Kekerasan berbasis gender tetap menjadi epidemi global yang
mengkhawatirkan. Satu dari tiga perempuan di seluruh dunia pernah mengalami
kekerasan fisik atau seksual dalam hidupnya, menjadikan ini sebagai pelanggaran
hak asasi manusia yang paling meluas. Pandemi COVID-19 telah memperburuk
situasi ini dengan meningkatnya laporan kekerasan dalam rumah tangga selama
periode lockdown. Layanan perlindungan dan dukungan bagi korban kekerasan masih
tidak memadai di banyak negara, sementara norma sosial dan budaya yang
membenarkan kekerasan terhadap perempuan terus bertahan.
Akses terhadap pendidikan berkualitas masih menjadi tantangan bagi
banyak anak perempuan dan perempuan muda. Meskipun kesenjangan gender dalam
pendidikan dasar telah menyempit di banyak wilayah, 130 juta anak perempuan di
seluruh dunia masih tidak bersekolah, dengan angka yang lebih tinggi di
negara-negara berkembang dan wilayah konflik. Faktor-faktor seperti kemiskinan,
pernikahan dini, kehamilan remaja, norma budaya yang diskriminatif, dan
fasilitas sanitasi yang tidak memadai di sekolah seringkali menghalangi anak
perempuan untuk melanjutkan pendidikan mereka.
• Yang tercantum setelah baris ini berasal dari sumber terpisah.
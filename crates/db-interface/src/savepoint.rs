use std::fmt;

use parking_lot::ReentrantMutex;
use tracing::{instrument, trace, warn};
use uuid::Uuid;

use super::error::DatabaseError;

/// The slice of a live database connection the savepoint scope drives.
pub trait Connection: Send + Sync {
	fn is_auto_commit(&self) -> Result<bool, DatabaseError>;

	fn is_closed(&self) -> bool {
		false
	}

	fn set_savepoint(&self, name: &str) -> Result<(), DatabaseError>;

	fn rollback_to_savepoint(&self, name: &str) -> Result<(), DatabaseError>;

	fn release_savepoint(&self, name: &str) -> Result<(), DatabaseError>;
}

/// A connection together with the lock allowing one savepoint scope at a time on it.
///
/// The lock is reentrant: a scope opened from inside another scope on the same thread nests
/// instead of deadlocking.
pub struct ConnectionHandle<C> {
	connection: C,
	scope_lock: ReentrantMutex<()>,
}

impl<C> ConnectionHandle<C> {
	pub fn new(connection: C) -> Self {
		Self {
			connection,
			scope_lock: ReentrantMutex::new(()),
		}
	}

	pub const fn connection(&self) -> &C {
		&self.connection
	}

	pub fn into_inner(self) -> C {
		self.connection
	}
}

impl<C: fmt::Debug> fmt::Debug for ConnectionHandle<C> {
	fn fmt(&self, f: &mut fmt::Formatter<'_>) -> fmt::Result {
		f.debug_struct("ConnectionHandle")
			.field("connection", &self.connection)
			.field("scope_locked", &self.scope_lock.is_locked())
			.finish()
	}
}

/// Runs `f` behind a savepoint on `connection`, so a database error raised by `f` only undoes
/// the work `f` did, leaving the rest of the connection's transaction alone.
///
/// The error is handed back after the rollback; a failing rollback is logged and never replaces
/// it. The savepoint is released whatever happens. Without a connection, or on one in
/// auto-commit mode or already closed, `f` simply runs. So does it when the savepoint cannot be
/// set up, the failure only ends up in the logs.
#[instrument(skip_all)]
pub fn with_savepoint<C, T, F>(
	connection: Option<&ConnectionHandle<C>>,
	f: F,
) -> Result<T, DatabaseError>
where
	C: Connection,
	F: FnOnce() -> Result<T, DatabaseError>,
{
	let Some(handle) = connection else {
		return f();
	};

	let _scope = handle.scope_lock.lock();
	let connection = &handle.connection;

	if connection.is_closed() {
		return f();
	}

	match connection.is_auto_commit() {
		Ok(false) => {}
		Ok(true) => return f(),
		Err(e) => {
			warn!(?e, "Failed to check auto-commit mode, running without a savepoint;");
			return f();
		}
	}

	let name = format!("sp_{}", Uuid::new_v4().simple());
	let savepoint = match connection.set_savepoint(&name) {
		Ok(()) => {
			trace!(%name, "Savepoint created;");
			Some(Savepoint { connection, name })
		}
		Err(e) => {
			warn!(?e, "Failed to create savepoint, running without one;");
			None
		}
	};

	let res = f();

	if let (Err(e), Some(savepoint)) = (&res, &savepoint) {
		savepoint.rollback(e);
	}

	res
}

struct Savepoint<'a, C: Connection> {
	connection: &'a C,
	name: String,
}

impl<C: Connection> Savepoint<'_, C> {
	fn rollback(&self, cause: &DatabaseError) {
		if let Err(e) = self.connection.rollback_to_savepoint(&self.name) {
			warn!(
				name = %self.name,
				?e,
				?cause,
				"Failed to roll back to savepoint, keeping the original error;"
			);
		}
	}
}

impl<C: Connection> Drop for Savepoint<'_, C> {
	fn drop(&mut self) {
		if let Err(e) = self.connection.release_savepoint(&self.name) {
			warn!(name = %self.name, ?e, "Failed to release savepoint;");
		}
	}
}

#[cfg(feature = "sqlite")]
mod sqlite {
	use parking_lot::Mutex;

	use super::{Connection, DatabaseError};

	impl From<rusqlite::Error> for DatabaseError {
		fn from(e: rusqlite::Error) -> Self {
			let message = e.to_string();

			match e {
				rusqlite::Error::SqliteFailure(failure, _) => {
					Self::new(message).with_vendor_code(failure.extended_code)
				}
				_ => Self::new(message),
			}
		}
	}

	impl Connection for Mutex<rusqlite::Connection> {
		fn is_auto_commit(&self) -> Result<bool, DatabaseError> {
			Ok(self.lock().is_autocommit())
		}

		fn set_savepoint(&self, name: &str) -> Result<(), DatabaseError> {
			self.lock()
				.execute_batch(&format!("SAVEPOINT {name}"))
				.map_err(Into::into)
		}

		fn rollback_to_savepoint(&self, name: &str) -> Result<(), DatabaseError> {
			self.lock()
				.execute_batch(&format!("ROLLBACK TO SAVEPOINT {name}"))
				.map_err(Into::into)
		}

		fn release_savepoint(&self, name: &str) -> Result<(), DatabaseError> {
			self.lock()
				.execute_batch(&format!("RELEASE SAVEPOINT {name}"))
				.map_err(Into::into)
		}
	}
}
Kesehatan reproduksi dan hak-hak seksual perempuan masih dibatasi di
banyak negara. Akses terbatas pada layanan kesehatan reproduksi, termasuk
kontrasepsi dan aborsi yang aman, berkontribusi pada tingginya angka kematian
ibu di negara-negara berpenghasilan rendah dan menengah. Selain itu,
praktik-praktik berbahaya seperti mutilasi genital perempuan dan pernikahan
paksa masih berlangsung di beberapa komunitas, melanggengkan subordinasi
perempuan dan anak perempuan.
Menjelang International Women's Day, penting untuk mengakui kemajuan
yang telah dicapai dalam kesetaraan gender sekaligus memahami bahwa perjalanan
menuju kesetaraan yang sesungguhnya masih panjang. Diperlukan komitmen dan
tindakan kolektif dari semua pemangku kepentingan pemerintah, sektor swasta,
masyarakat sipil, dan individu untuk mengatasi hambatan struktural dan budaya
yang menghalangi perempuan mencapai potensi penuh mereka.
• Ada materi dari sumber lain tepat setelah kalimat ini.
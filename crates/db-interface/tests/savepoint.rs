use std::{
	sync::{Arc, Barrier},
	thread,
	time::{Duration, Instant},
};

use dbnav_db_interface::{
	with_savepoint, ConnectionHandle, DatabaseError, ExecStatus, Headless, Priority,
};
use parking_lot::Mutex;
use tracing_test::traced_test;

mod common;

use common::{queue_config, start_queue, RecordingConnection, SavepointCall};

#[test]
#[traced_test]
fn nested_failure_only_rolls_back_nested_work() {
	let handle = ConnectionHandle::new(RecordingConnection::default());
	handle.connection().execute("UPDATE employees SET salary = salary * 1.1");

	let res: Result<(), _> = with_savepoint(Some(&handle), || {
		handle.connection().execute("INSERT INTO audit VALUES (1)");
		Err(DatabaseError::new("ORA-00001: unique constraint violated"))
	});

	assert_eq!(res.unwrap_err().message(), "ORA-00001: unique constraint violated");
	assert_eq!(
		handle.connection().pending(),
		["UPDATE employees SET salary = salary * 1.1"]
	);
	assert_eq!(
		handle.connection().calls(),
		[SavepointCall::Set, SavepointCall::Rollback, SavepointCall::Release]
	);
}

#[test]
#[traced_test]
fn successful_block_keeps_its_work() {
	let handle = ConnectionHandle::new(RecordingConnection::default());
	handle.connection().execute("DELETE FROM sessions");

	let count = with_savepoint(Some(&handle), || {
		handle.connection().execute("INSERT INTO sessions VALUES (42)");
		Ok(1)
	})
	.unwrap();

	assert_eq!(count, 1);
	assert_eq!(handle.connection().pending().len(), 2);
	assert_eq!(
		handle.connection().calls(),
		[SavepointCall::Set, SavepointCall::Release]
	);
}

#[test]
#[traced_test]
fn rollback_failure_does_not_mask_the_original_error() {
	let handle = ConnectionHandle::new(RecordingConnection::failing_rollback());

	let res: Result<(), _> =
		with_savepoint(Some(&handle), || Err(DatabaseError::new("deadlock detected")));

	assert_eq!(res.unwrap_err().message(), "deadlock detected");
	assert_eq!(
		handle.connection().calls(),
		[SavepointCall::Set, SavepointCall::Rollback, SavepointCall::Release]
	);
	assert!(logs_contain("Failed to roll back to savepoint"));
}

#[test]
#[traced_test]
fn auto_commit_and_virtual_contexts_run_directly() {
	let handle = ConnectionHandle::new(RecordingConnection::auto_commit());

	let res: Result<(), _> = with_savepoint(Some(&handle), || Err(DatabaseError::new("boom")));
	assert!(res.is_err());
	assert!(handle.connection().calls().is_empty());

	let res = with_savepoint::<RecordingConnection, _, _>(None, || Ok::<_, DatabaseError>("virtual"));
	assert_eq!(res.unwrap(), "virtual");
}

#[test]
#[traced_test]
fn failed_auto_commit_check_still_runs_the_block() {
	let handle = ConnectionHandle::new(RecordingConnection::failing_auto_commit_check());

	let count = with_savepoint(Some(&handle), || {
		handle.connection().execute("UPDATE jobs SET broken = 'N'");
		Ok(1)
	})
	.unwrap();

	assert_eq!(count, 1);
	assert_eq!(handle.connection().pending(), ["UPDATE jobs SET broken = 'N'"]);
	assert!(handle.connection().calls().is_empty());
	assert!(logs_contain("Failed to check auto-commit mode"));
}

#[test]
#[traced_test]
fn concurrent_scopes_on_one_connection_serialize() {
	let handle = Arc::new(ConnectionHandle::new(RecordingConnection::default()));
	let barrier = Arc::new(Barrier::new(2));
	let bodies = Arc::new(Mutex::new(Vec::<(Instant, Instant)>::new()));

	let threads = (0..2)
		.map(|_| {
			let handle = Arc::clone(&handle);
			let barrier = Arc::clone(&barrier);
			let bodies = Arc::clone(&bodies);

			thread::spawn(move || {
				barrier.wait();
				with_savepoint(Some(&*handle), || {
					let started = Instant::now();
					thread::sleep(Duration::from_millis(100));
					bodies.lock().push((started, Instant::now()));
					Ok::<_, DatabaseError>(())
				})
			})
		})
		.collect::<Vec<_>>();

	for thread in threads {
		thread.join().unwrap().unwrap();
	}

	let events = handle.connection().events();
	let calls = events.iter().map(|event| event.call).collect::<Vec<_>>();
	assert_eq!(
		calls,
		[
			SavepointCall::Set,
			SavepointCall::Release,
			SavepointCall::Set,
			SavepointCall::Release
		]
	);
	assert_eq!(events[0].name, events[1].name);
	assert_eq!(events[2].name, events[3].name);
	assert_ne!(events[0].name, events[2].name);

	// The second scope starts only once the first one released its savepoint
	assert!(events[2].at >= events[1].at);

	let mut bodies = bodies.lock().clone();
	bodies.sort();
	assert!(bodies[1].0 >= bodies[0].1);
}

#[test]
#[traced_test]
fn savepoint_scope_inside_a_task() {
	let (queue, _pools) = start_queue(queue_config(2), Arc::new(Headless));
	let handle = Arc::new(ConnectionHandle::new(RecordingConnection::default()));
	handle.connection().execute("UPDATE objects SET valid = 0");

	let res = queue.schedule_and_wait(Priority::High, "", "", {
		let handle = Arc::clone(&handle);
		move |_| {
			let nested: Result<(), _> = with_savepoint(Some(&*handle), || {
				handle.connection().execute("ALTER PACKAGE pkg COMPILE");
				Err(DatabaseError::new("ORA-24344: success with compilation error"))
			});

			Ok(ExecStatus::Done(nested.is_err()))
		}
	});

	assert!(res.unwrap());
	assert_eq!(handle.connection().pending(), ["UPDATE objects SET valid = 0"]);
}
International Women's Day bukan hanya sekadar peringatan tahunan, tetapi
merupakan panggilan untuk bertindak dalam memajukan hak-hak perempuan dan
kesetaraan gender sepanjang tahun. Dengan membangun dunia yang lebih setara
gender, kita tidak hanya memberdayakan perempuan tetapi juga menciptakan
masyarakat yang lebih adil, damai, dan sejahtera bagi semua.